2 October 1494 – 20 September 1495

Before Fez, I had never set foot in a city, never observed the swarming activity of the alleyways, never felt that powerful breath on my face, like the wind from the sea, heavy with cries and smells. Of course, I was born in Granada, the stately capital of the kingdom of Andalus, but it was already late in the century, and I knew it only in its death agonies, emptied of its citizens and its souls, humiliated, faded, and when I left our quarter of al-Baisin it was no longer anything for my family but a vast encampment, hostile and ruined.

Fez was entirely different, and I had the whole of my youth to discover it. I have only hazy memories of our first encounter with the city that year. I came towards it on the back of a mule, a poor sort of conqueror, half-asleep, held up by my father's firm hand, because all the roads sloped, sometimes so steeply that the animal only moved with a shaky and hesitant step. Every jolt made me sit bolt upright before nodding off again.
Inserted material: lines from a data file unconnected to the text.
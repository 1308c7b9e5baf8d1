use std::net::SocketAddr;

use serde::Deserialize;

/// Server listen and limits configuration
#[derive(Debug, Clone, Deserialize)]
#[serde(deny_unknown_fields)]
pub struct ServerConfig {
    /// Address to bind; defaults to 0.0.0.0:8787
    #[serde(default)]
    pub listen_address: Option<SocketAddr>,
    /// Maximum in-flight requests
    #[serde(default = "default_max_concurrent")]
    pub max_concurrent: usize,
    /// Upstream request setup deadline in milliseconds (connect through
    /// first response byte; streams themselves are long-lived)
    #[serde(default = "default_request_timeout_ms")]
    pub request_timeout_ms: u64,
}

impl Default for ServerConfig {
    fn default() -> Self {
        Self {
            listen_address: None,
            max_concurrent: default_max_concurrent(),
            request_timeout_ms: default_request_timeout_ms(),
        }
    }
}

const fn default_max_concurrent() -> usize {
    256
}

const fn default_request_timeout_ms() -> u64 {
    30_000
}
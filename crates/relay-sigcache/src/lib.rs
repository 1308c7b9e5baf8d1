//! Extended-thinking signature cache
//!
//! Thinking-block signatures are provider-scoped: a signature minted by
//! provider A is rejected by provider B with HTTP 400. Caching
//! signatures under (model family, thinking-text hash) lets multi-turn
//! thinking conversations survive cross-provider routing.

mod cache;
mod family;
mod rewrite;
mod stream;

pub use cache::SignatureCache;
pub use family::{GEMINI_SKIP_SENTINEL, model_family};
pub use rewrite::{absorb_response, rewrite_request};
pub use stream::ThinkingTap;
Suddenly my father's voice rang out:

‘Hasan, wake up if you want to see your city!'

Coming out of my torpor, I became conscious that our little convoy was already at the foot of a sand-coloured wall, high and massive, bristling with a large number of menacing pointed battlements. A coin pushed into the hand of a gatekeeper caused the door to be opened. We were within the walls.

‘Look around you,' insisted Muhammad.

All round Fez, as far as the eye could see, were ranges of hills ornamented with countless houses in brick and stone, many of which were decorated with glazed tiles like the houses of Granada.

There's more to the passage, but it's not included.